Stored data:
----------
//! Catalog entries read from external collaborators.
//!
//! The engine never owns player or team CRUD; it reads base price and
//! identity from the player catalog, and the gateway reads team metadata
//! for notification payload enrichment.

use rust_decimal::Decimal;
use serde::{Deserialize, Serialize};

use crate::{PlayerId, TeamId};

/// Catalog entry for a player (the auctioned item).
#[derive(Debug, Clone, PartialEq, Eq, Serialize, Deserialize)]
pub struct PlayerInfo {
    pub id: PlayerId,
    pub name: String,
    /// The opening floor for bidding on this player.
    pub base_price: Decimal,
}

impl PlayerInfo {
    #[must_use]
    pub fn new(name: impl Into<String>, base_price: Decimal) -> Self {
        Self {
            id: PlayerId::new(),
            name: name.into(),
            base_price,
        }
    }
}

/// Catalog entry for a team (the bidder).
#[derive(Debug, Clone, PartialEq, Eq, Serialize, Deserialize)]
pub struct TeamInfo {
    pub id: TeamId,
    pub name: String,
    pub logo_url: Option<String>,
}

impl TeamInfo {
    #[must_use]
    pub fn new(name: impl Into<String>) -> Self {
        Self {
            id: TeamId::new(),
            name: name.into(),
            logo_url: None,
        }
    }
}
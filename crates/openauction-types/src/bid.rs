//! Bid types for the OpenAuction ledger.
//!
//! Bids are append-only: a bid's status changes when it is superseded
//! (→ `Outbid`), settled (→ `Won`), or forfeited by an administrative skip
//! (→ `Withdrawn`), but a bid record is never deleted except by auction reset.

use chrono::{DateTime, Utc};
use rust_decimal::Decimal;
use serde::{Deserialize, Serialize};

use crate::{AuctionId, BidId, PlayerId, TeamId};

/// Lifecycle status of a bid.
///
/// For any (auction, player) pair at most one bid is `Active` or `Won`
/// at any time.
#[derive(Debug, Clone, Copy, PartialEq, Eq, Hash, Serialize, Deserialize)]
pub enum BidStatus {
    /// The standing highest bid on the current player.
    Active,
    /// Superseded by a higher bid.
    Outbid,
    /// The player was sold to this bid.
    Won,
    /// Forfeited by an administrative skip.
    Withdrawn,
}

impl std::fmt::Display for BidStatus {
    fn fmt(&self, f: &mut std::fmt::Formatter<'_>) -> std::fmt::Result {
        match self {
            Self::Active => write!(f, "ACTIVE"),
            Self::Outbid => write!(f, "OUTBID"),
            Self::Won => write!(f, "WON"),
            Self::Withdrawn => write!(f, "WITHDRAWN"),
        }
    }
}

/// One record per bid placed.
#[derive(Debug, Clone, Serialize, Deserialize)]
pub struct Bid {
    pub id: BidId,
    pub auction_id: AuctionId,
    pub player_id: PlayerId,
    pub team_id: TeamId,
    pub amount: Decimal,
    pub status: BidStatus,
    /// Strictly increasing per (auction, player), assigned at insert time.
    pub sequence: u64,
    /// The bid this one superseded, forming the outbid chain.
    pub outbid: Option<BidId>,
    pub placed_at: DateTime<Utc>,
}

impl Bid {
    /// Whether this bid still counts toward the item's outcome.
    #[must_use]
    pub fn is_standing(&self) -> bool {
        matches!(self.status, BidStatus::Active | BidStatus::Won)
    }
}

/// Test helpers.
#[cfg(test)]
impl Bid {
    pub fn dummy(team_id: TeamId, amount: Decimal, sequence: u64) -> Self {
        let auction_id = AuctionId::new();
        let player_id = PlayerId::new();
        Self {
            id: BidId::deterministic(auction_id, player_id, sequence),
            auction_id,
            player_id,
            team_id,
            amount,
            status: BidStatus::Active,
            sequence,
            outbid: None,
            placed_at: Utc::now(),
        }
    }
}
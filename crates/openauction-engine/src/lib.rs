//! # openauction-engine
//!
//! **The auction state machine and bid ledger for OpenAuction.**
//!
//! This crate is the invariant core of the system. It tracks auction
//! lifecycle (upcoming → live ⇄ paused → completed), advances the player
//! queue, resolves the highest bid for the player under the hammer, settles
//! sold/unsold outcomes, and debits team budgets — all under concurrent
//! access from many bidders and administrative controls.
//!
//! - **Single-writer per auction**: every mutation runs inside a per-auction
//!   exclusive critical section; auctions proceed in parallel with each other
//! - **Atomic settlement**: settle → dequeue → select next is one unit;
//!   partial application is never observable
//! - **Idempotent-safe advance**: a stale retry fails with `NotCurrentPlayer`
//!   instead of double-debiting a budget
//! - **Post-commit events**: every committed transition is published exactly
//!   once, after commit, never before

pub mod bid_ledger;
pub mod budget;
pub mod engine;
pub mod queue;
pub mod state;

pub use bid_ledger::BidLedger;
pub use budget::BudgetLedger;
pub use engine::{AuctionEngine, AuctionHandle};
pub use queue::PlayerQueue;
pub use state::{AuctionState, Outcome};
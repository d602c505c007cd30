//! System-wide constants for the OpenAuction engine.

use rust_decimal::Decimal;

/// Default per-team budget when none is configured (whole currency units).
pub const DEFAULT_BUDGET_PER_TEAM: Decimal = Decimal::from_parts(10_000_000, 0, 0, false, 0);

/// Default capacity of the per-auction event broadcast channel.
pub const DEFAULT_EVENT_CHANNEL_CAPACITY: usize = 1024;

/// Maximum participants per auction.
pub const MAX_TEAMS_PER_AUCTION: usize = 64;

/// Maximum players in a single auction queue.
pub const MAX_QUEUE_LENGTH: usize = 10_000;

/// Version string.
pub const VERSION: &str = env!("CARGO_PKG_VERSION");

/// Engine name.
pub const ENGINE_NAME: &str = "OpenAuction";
----------
Please copy out the records exactly as they appear.

//! Catalog entries read from external collaborators.
//!
//! The engine never owns player or team CRUD; it reads base price and
//! identity from the player catalog, and the gateway reads team metadata
//! for notification payload enrichment.

use rust_decimal::Decimal;
use serde::{Deserialize, Serialize};

use crate::{PlayerId, TeamId};

/// Catalog entry for a player (the auctioned item).
#[derive(Debug, Clone, PartialEq, Eq, Serialize, Deserialize)]
pub struct PlayerInfo {
    pub id: PlayerId,
    pub name: String,
    /// The opening floor for bidding on this player.
    pub base_price: Decimal,
}

impl PlayerInfo {
    #[must_use]
    pub fn new(name: impl Into<String>, base_price: Decimal) -> Self {
        Self {
            id: PlayerId::new(),
            name: name.into(),
            base_price,
        }
    }
}

/// Catalog entry for a team (the bidder).
#[derive(Debug, Clone, PartialEq, Eq, Serialize, Deserialize)]
pub struct TeamInfo {
    pub id: TeamId,
    pub name: String,
    pub logo_url: Option<String>,
}

impl TeamInfo {
    #[must_use]
    pub fn new(name: impl Into<String>) -> Self {
        Self {
            id: TeamId::new(),
            name: name.into(),
            logo_url: None,
        }
    }
}
filename crates/openauction-types/src/bid.rs
//! Bid types for the OpenAuction ledger.
//!
//! Bids are append-only: a bid's status changes when it is superseded
//! (→ `Outbid`), settled (→ `Won`), or forfeited by an administrative skip
//! (→ `Withdrawn`), but a bid record is never deleted except by auction reset.

use chrono::{DateTime, Utc};
use rust_decimal::Decimal;
use serde::{Deserialize, Serialize};

use crate::{AuctionId, BidId, PlayerId, TeamId};

/// Lifecycle status of a bid.
///
/// For any (auction, player) pair at most one bid is `Active` or `Won`
/// at any time.
#[derive(Debug, Clone, Copy, PartialEq, Eq, Hash, Serialize, Deserialize)]
pub enum BidStatus {
    /// The standing highest bid on the current player.
    Active,
    /// Superseded by a higher bid.
    Outbid,
    /// The player was sold to this bid.
    Won,
    /// Forfeited by an administrative skip.
    Withdrawn,
}

impl std::fmt::Display for BidStatus {
    fn fmt(&self, f: &mut std::fmt::Formatter<'_>) -> std::fmt::Result {
        match self {
            Self::Active => write!(f, "ACTIVE"),
            Self::Outbid => write!(f, "OUTBID"),
            Self::Won => write!(f, "WON"),
            Self::Withdrawn => write!(f, "WITHDRAWN"),
        }
    }
}

/// One record per bid placed.
#[derive(Debug, Clone, Serialize, Deserialize)]
pub struct Bid {
    pub id: BidId,
    pub auction_id: AuctionId,
    pub player_id: PlayerId,
    pub team_id: TeamId,
    pub amount: Decimal,
    pub status: BidStatus,
    /// Strictly increasing per (auction, player), assigned at insert time.
    pub sequence: u64,
    /// The bid this one superseded, forming the outbid chain.
    pub outbid: Option<BidId>,
    pub placed_at: DateTime<Utc>,
}

impl Bid {
    /// Whether this bid still counts toward the item's outcome.
    #[must_use]
    pub fn is_standing(&self) -> bool {
        matches!(self.status, BidStatus::Active | BidStatus::Won)
    }
}

/// Test helpers.
#[cfg(test)]
impl Bid {
    pub fn dummy(team_id: TeamId, amount: Decimal, sequence: u64) -> Self {
        let auction_id = AuctionId::new();
        let player_id = PlayerId::new();
        Self {
            id: BidId::deterministic(auction_id, player_id, sequence),
            auction_id,
            player_id,
            team_id,
            amount,
            status: BidStatus::Active,
            sequence,
            outbid: None,
            placed_at: Utc::now(),
        }
    }
}
filename crates/openauction-engine/src/lib.rs
//! # openauction-engine
//!
//! **The auction state machine and bid ledger for OpenAuction.**
//!
//! This crate is the invariant core of the system. It tracks auction
//! lifecycle (upcoming → live ⇄ paused → completed), advances the player
//! queue, resolves the highest bid for the player under the hammer, settles
//! sold/unsold outcomes, and debits team budgets — all under concurrent
//! access from many bidders and administrative controls.
//!
//! - **Single-writer per auction**: every mutation runs inside a per-auction
//!   exclusive critical section; auctions proceed in parallel with each other
//! - **Atomic settlement**: settle → dequeue → select next is one unit;
//!   partial application is never observable
//! - **Idempotent-safe advance**: a stale retry fails with `NotCurrentPlayer`
//!   instead of double-debiting a budget
//! - **Post-commit events**: every committed transition is published exactly
//!   once, after commit, never before

pub mod bid_ledger;
pub mod budget;
pub mod engine;
pub mod queue;
pub mod state;

pub use bid_ledger::BidLedger;
pub use budget::BudgetLedger;
pub use engine::{AuctionEngine, AuctionHandle};
pub use queue::PlayerQueue;
pub use state::{AuctionState, Outcome};
repository d602c505c007cd30
//! System-wide constants for the OpenAuction engine.

use rust_decimal::Decimal;

/// Default per-team budget when none is configured (whole currency units).
pub const DEFAULT_BUDGET_PER_TEAM: Decimal = Decimal::from_parts(10_000_000, 0, 0, false, 0);

/// Default capacity of the per-auction event broadcast channel.
pub const DEFAULT_EVENT_CHANNEL_CAPACITY: usize = 1024;

/// Maximum participants per auction.
pub const MAX_TEAMS_PER_AUCTION: usize = 64;

/// Maximum players in a single auction queue.
pub const MAX_QUEUE_LENGTH: usize = 10_000;

/// Version string.
pub const VERSION: &str = env!("CARGO_PKG_VERSION");

/// Engine name.
pub const ENGINE_NAME: &str = "OpenAuction";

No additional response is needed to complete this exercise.